ABOUT THIS TASK
Every line below that has the string "MalformedPayload" adds one to the count. Give that count by itself.

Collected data
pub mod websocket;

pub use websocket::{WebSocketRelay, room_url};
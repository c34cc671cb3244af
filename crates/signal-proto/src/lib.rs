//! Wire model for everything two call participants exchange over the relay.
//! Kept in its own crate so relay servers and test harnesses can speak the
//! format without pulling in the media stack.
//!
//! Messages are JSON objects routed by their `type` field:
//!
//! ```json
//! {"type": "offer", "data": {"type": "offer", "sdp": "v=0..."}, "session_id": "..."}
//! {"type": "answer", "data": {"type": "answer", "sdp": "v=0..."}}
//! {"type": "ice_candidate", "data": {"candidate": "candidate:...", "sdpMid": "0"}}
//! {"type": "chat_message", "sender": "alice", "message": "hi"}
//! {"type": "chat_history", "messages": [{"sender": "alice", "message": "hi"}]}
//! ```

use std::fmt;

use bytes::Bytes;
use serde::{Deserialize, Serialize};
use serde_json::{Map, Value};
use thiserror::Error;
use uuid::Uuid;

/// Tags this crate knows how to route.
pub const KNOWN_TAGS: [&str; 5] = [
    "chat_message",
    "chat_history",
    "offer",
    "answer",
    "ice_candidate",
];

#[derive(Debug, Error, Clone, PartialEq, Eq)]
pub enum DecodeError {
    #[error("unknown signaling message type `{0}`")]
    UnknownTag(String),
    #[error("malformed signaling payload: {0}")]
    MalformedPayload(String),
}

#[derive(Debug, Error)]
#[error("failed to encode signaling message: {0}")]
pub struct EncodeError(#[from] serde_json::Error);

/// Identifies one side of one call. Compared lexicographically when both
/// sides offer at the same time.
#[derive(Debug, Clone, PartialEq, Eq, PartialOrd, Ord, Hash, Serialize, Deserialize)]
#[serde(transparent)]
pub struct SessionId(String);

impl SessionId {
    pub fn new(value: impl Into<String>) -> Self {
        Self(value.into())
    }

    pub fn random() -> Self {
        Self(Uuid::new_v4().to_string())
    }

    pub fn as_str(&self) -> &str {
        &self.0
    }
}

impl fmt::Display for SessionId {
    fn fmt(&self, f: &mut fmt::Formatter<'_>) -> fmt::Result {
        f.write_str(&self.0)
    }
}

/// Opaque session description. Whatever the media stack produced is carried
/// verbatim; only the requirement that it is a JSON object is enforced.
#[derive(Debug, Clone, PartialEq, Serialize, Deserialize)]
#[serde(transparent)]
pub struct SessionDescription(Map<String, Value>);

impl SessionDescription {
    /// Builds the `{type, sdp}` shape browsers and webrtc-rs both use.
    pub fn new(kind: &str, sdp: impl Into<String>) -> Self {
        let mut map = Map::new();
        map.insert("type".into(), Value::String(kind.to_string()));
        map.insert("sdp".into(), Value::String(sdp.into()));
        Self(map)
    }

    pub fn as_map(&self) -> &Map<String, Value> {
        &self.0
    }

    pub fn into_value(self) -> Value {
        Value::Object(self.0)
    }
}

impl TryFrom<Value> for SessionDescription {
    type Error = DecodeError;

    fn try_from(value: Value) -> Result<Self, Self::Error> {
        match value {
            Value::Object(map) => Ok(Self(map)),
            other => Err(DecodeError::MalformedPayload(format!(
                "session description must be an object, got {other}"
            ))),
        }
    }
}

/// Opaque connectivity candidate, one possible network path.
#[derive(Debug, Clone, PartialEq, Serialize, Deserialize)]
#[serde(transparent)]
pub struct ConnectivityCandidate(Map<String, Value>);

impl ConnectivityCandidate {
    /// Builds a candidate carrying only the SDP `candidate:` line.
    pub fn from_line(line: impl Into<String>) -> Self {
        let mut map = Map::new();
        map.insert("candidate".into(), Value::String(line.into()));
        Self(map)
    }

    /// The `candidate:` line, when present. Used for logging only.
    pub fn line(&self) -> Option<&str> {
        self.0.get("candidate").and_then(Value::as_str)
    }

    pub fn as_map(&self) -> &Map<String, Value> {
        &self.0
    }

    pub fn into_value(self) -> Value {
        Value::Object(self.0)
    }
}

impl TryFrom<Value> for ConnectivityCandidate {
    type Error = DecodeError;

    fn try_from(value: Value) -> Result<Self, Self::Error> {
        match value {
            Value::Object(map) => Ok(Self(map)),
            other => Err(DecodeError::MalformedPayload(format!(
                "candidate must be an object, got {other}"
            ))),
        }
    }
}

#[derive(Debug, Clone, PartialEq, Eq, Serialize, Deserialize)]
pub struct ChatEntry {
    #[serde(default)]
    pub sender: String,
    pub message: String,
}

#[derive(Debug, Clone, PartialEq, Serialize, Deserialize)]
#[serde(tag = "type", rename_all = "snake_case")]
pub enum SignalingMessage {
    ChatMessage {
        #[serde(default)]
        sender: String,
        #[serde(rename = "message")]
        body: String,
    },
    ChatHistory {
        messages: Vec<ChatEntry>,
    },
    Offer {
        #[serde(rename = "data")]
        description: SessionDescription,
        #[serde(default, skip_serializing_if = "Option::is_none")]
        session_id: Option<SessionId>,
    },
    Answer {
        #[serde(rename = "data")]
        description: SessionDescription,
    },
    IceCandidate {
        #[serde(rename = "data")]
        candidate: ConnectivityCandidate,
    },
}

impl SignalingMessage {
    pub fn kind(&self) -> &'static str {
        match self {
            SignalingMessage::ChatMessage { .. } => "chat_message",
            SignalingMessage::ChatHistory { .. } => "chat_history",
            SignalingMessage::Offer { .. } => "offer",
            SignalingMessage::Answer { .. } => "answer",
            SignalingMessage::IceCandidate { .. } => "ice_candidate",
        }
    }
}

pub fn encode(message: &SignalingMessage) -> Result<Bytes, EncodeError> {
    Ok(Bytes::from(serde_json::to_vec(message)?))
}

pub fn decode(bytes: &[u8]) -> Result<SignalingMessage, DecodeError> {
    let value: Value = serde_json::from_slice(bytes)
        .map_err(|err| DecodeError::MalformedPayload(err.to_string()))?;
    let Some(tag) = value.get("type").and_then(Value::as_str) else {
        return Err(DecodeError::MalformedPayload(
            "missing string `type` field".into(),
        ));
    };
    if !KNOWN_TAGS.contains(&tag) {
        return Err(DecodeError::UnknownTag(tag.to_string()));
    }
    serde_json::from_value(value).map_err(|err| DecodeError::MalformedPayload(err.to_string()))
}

EXPECTED ANSWER
6